EXERCISE GOAL
Provide only the number of lines in the listing that contain the string "block".

◇ ◇ ◇ ◇ ◇ ◇ ◇

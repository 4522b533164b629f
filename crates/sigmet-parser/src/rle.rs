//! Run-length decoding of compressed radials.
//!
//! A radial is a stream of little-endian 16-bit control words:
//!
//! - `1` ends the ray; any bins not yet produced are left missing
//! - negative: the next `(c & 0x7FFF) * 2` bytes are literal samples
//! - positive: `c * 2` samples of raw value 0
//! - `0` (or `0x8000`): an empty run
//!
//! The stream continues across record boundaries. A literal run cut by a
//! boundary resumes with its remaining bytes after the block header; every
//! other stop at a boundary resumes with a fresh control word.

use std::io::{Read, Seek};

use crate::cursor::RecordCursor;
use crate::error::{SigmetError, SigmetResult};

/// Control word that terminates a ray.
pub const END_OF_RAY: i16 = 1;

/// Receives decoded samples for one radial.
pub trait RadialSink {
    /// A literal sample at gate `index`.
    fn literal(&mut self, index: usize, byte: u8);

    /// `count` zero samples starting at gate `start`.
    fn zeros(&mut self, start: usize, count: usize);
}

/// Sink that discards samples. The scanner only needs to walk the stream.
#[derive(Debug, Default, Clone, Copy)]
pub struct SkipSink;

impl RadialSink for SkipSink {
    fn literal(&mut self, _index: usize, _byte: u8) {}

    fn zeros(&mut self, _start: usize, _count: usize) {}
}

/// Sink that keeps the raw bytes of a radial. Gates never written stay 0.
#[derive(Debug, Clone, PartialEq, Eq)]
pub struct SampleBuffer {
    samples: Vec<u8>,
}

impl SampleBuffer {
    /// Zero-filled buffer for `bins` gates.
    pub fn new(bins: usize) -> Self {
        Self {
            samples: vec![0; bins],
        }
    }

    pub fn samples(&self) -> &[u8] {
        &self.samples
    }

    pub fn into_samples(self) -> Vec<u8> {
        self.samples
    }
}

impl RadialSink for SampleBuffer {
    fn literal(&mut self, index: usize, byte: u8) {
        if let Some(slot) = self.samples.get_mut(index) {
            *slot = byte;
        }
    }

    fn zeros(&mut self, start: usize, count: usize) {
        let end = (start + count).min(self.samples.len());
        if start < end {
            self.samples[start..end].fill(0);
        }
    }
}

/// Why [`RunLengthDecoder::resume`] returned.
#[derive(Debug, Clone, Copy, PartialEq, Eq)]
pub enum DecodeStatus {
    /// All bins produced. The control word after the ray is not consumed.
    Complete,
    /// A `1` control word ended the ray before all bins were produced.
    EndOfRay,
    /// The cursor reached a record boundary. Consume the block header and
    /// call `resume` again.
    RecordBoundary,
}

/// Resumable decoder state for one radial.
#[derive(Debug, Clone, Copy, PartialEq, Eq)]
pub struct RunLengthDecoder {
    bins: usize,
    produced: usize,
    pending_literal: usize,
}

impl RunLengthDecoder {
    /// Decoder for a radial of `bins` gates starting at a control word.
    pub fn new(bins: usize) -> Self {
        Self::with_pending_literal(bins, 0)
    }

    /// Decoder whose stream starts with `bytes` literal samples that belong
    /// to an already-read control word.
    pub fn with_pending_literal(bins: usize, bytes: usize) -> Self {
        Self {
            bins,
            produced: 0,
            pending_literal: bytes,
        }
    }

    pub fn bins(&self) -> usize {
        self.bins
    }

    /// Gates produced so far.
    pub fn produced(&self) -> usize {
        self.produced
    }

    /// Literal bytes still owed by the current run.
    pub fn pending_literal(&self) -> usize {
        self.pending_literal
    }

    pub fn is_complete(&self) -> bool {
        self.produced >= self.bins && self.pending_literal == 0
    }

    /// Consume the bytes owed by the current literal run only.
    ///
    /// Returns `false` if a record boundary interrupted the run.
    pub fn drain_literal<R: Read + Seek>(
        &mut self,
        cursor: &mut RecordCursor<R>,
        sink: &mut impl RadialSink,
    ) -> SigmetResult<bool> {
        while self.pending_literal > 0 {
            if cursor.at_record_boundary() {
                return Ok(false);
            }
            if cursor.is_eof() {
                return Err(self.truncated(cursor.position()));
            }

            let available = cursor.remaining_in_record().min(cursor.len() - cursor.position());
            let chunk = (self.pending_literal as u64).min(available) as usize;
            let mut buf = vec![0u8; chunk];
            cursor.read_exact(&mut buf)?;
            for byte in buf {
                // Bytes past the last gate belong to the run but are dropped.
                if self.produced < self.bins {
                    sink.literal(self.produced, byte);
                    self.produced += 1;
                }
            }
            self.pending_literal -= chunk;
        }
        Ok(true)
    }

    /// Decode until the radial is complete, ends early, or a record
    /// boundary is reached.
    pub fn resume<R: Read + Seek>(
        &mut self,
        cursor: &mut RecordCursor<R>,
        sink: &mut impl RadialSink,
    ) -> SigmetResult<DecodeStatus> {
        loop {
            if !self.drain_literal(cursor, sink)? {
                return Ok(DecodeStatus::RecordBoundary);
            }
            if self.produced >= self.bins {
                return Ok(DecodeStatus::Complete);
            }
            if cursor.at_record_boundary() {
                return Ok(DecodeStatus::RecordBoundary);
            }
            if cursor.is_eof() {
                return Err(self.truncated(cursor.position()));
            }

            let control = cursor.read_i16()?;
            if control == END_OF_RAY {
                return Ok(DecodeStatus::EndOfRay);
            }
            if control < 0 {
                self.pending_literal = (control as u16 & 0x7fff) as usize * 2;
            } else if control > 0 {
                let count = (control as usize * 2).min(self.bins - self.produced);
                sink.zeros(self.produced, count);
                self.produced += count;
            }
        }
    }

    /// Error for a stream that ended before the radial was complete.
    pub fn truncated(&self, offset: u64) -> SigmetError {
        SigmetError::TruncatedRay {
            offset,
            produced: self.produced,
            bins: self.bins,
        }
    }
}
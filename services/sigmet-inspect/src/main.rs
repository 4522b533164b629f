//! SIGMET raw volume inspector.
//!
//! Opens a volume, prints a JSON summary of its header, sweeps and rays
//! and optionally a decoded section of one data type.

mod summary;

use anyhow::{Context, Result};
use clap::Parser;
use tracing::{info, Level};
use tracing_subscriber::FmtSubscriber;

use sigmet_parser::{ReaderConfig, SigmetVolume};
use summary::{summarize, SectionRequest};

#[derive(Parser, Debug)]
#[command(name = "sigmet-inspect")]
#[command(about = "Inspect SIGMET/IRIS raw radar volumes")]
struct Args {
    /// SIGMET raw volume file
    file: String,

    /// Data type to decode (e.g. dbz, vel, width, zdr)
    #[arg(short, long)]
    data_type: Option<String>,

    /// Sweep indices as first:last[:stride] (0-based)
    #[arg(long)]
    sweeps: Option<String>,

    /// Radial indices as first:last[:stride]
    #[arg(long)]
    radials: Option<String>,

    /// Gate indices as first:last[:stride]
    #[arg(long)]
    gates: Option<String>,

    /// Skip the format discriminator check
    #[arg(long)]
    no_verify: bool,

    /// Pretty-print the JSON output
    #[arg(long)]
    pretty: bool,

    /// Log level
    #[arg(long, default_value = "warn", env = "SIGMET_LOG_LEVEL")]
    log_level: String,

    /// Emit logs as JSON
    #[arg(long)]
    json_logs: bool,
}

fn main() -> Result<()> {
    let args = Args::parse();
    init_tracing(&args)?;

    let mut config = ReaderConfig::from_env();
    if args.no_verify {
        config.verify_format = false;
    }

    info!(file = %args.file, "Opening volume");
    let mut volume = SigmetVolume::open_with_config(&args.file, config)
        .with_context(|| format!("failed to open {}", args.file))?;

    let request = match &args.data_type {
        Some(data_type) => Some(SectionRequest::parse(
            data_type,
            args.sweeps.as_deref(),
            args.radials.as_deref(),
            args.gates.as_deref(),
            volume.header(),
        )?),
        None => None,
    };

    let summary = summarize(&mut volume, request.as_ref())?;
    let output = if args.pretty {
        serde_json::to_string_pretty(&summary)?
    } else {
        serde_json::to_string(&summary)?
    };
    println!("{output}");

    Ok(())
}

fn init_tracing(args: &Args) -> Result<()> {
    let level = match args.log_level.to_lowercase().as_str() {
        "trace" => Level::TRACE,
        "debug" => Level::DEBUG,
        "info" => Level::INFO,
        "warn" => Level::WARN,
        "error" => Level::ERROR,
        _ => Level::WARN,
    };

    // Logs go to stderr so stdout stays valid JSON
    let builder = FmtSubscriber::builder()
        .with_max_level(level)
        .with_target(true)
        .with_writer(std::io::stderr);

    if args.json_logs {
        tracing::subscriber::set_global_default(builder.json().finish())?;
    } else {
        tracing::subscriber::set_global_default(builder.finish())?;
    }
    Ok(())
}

◇ ◇ ◇ ◇ ◇ ◇ ◇

EXERCISE RESULT
2